1) Be more patient: just this year, ACOG (the professional organization representing obstetricians and gynecologists) released recommendations offering women MORE time, and also not labeling a woman as being "in active labor" until she is 6cm dilated. That means a woman can be in labor for over 24 hours before we even start considering that "labor isn't progressing" and that gives women more time to have their own labor curve before we start counting.

2) Reconsider what abnormal fetal tracing is: this is super tricky, as the fetal tracing is what literally tells us "how the baby is doing"-- studies show that continuous monitoring has no better outcomes than intermittent monitoring (i.e. having that thing strapped on all the time while you are in labor vs. for 60 seconds every 15-30 minute) and yet, even in places that "say" they believe in intermittent monitoring, most laboring women are strapped up for large chunks of their labor

3) Make sure we are offering versions for women: a version is a procedure in which a physician literally pushes on a woman's belly in order to turn that baby from bum down to head down. It's usually done around 36 weeks, and though it isn't comfortable, success rates range from 1 in 3 to 1 in 2. That means a good number of women could be saved a section. There is also some interesting data on "moxubustion", an acupuncture/traditional Chinese medicine technique shown to help turn babies around. We should be doing everything we can do to get babies head down, including letting mom's rest!

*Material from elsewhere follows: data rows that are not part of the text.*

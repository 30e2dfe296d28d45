//! Cashflow data structures matching the upstream contract feed

use serde::{Deserialize, Serialize};

use crate::error::EngineError;

/// A single dated cashflow
#[derive(Debug, Clone, Copy, PartialEq, Serialize, Deserialize)]
pub struct CashflowEntry {
    /// Days since the data source epoch
    pub day_offset: i64,

    /// Signed amount: outflow negative, inflow positive
    pub amount: f64,
}

/// Ordered cashflow schedule for one contract.
///
/// Entry order is arrival order from the data source and is not required to
/// be sorted by date. The first entry is the valuation anchor every discount
/// factor is measured from. Invariant: never empty.
#[derive(Debug, Clone, PartialEq, Serialize, Deserialize)]
pub struct CashflowSchedule {
    entries: Vec<CashflowEntry>,
}

impl CashflowSchedule {
    /// Build a schedule, rejecting an empty entry list
    pub fn new(entries: Vec<CashflowEntry>) -> Result<Self, EngineError> {
        if entries.is_empty() {
            return Err(EngineError::EmptySchedule);
        }
        Ok(Self { entries })
    }

    /// Build a schedule from `(day_offset, amount)` pairs
    pub fn from_pairs(pairs: &[(i64, f64)]) -> Result<Self, EngineError> {
        Self::new(
            pairs
                .iter()
                .map(|&(day_offset, amount)| CashflowEntry { day_offset, amount })
                .collect(),
        )
    }

    /// Schedule holding a single entry
    pub fn single(entry: CashflowEntry) -> Self {
        Self {
            entries: vec![entry],
        }
    }

    /// Append an entry, preserving arrival order
    pub fn push(&mut self, entry: CashflowEntry) {
        self.entries.push(entry);
    }

    pub fn entries(&self) -> &[CashflowEntry] {
        &self.entries
    }

    pub fn len(&self) -> usize {
        self.entries.len()
    }

    pub fn is_empty(&self) -> bool {
        self.entries.is_empty()
    }

    /// Anchor day offset (`d1`) every discount exponent is measured from
    pub fn anchor(&self) -> i64 {
        self.entries[0].day_offset
    }
}

/// One row of the contract listing: identifier plus declared cashflow count
#[derive(Debug, Clone, Copy, PartialEq, Eq, Serialize, Deserialize)]
pub struct ContractRef {
    pub contract_id: u64,

    /// Number of cashflow entries the listing declares for this contract
    pub expected_entries: usize,
}

/// A fully fetched unit of work: one contract's schedule, validated against
/// the declared entry count. Immutable once built and owned exclusively by
/// the worker that solves it.
#[derive(Debug, Clone, PartialEq)]
pub struct ContractJob {
    contract_id: u64,
    expected_entries: usize,
    schedule: CashflowSchedule,
}

impl ContractJob {
    /// Validate the fetched schedule against the declared entry count
    pub fn new(
        contract_id: u64,
        expected_entries: usize,
        schedule: CashflowSchedule,
    ) -> Result<Self, EngineError> {
        if schedule.len() != expected_entries {
            return Err(EngineError::SizeMismatch {
                expected: expected_entries,
                actual: schedule.len(),
            });
        }
        Ok(Self {
            contract_id,
            expected_entries,
            schedule,
        })
    }

    pub fn contract_id(&self) -> u64 {
        self.contract_id
    }

    pub fn expected_entries(&self) -> usize {
        self.expected_entries
    }

    pub fn schedule(&self) -> &CashflowSchedule {
        &self.schedule
    }
}

#[cfg(test)]
mod tests {
    use super::*;

    #[test]
    fn test_empty_schedule_rejected() {
        let result = CashflowSchedule::new(Vec::new());
        assert_eq!(result.unwrap_err(), EngineError::EmptySchedule);
    }

    #[test]
    fn test_anchor_is_first_entry() {
        // Arrival order is preserved even when entries are not date-sorted
        let schedule = CashflowSchedule::from_pairs(&[(730, 54800.0), (0, -123400.0)]).unwrap();
        assert_eq!(schedule.anchor(), 730);
        assert_eq!(schedule.len(), 2);
    }

    #[test]
    fn test_single_and_push_preserve_order() {
        let mut schedule = CashflowSchedule::single(CashflowEntry {
            day_offset: 10,
            amount: -50.0,
        });
        schedule.push(CashflowEntry {
            day_offset: 5,
            amount: 60.0,
        });
        assert_eq!(schedule.anchor(), 10);
        assert_eq!(schedule.entries()[1].day_offset, 5);
    }

    #[test]
    fn test_job_size_mismatch() {
        let schedule = CashflowSchedule::from_pairs(&[(0, -100.0), (365, 110.0)]).unwrap();
        let result = ContractJob::new(7, 3, schedule);
        assert_eq!(
            result.unwrap_err(),
            EngineError::SizeMismatch {
                expected: 3,
                actual: 2
            }
        );
    }

    #[test]
    fn test_job_accepts_matching_count() {
        let schedule = CashflowSchedule::from_pairs(&[(0, -100.0), (365, 110.0)]).unwrap();
        let job = ContractJob::new(7, 2, schedule).unwrap();
        assert_eq!(job.contract_id(), 7);
        assert_eq!(job.expected_entries(), 2);
        assert_eq!(job.schedule().len(), 2);
    }
}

4) Offer vaginal birth trial for women who have multiple gestation with Twin A in cephalic presentation (that's "baby closest to the vagina being head down", in doctor speak). It's unconscionable that 75% of those women are getting cut without being offered the possibility of a vaginal birth.

5) Be careful about the ultrasounds we order to evaluate neonatal weights. Remember, ultrasound in the end of pregnancy is pretty horrible at predicting weight-- plus or minus 2 pounds. Which basically means you could be having an 8 pound baby OR a 10 pound baby OR a 6 pound baby, on the same ultrasound report. We should be judicious about deciding we need to "check" on a baby's size unless we have some other really good indicators (like, for example, the woman has had two 11-pounders in the past). Sometimes it's tempting, but we shouldn't be tempted without good reason.

6) Lastly, we NEED to stop the FIRST c-section because we know that once a woman had a c-section her risk of having another one goes up. . .This is because an unhelpful combination of fear, hospital policies, and convenience.

Remember, doctors and families, talk about this stuff. It's important.

Also remember that c-section is an important and valuable tool in certain circumstances. Make sure you have a trusting relationship with your healthcare provider so that those decisions that are so important are done in the most shared-decision model way you can imagine.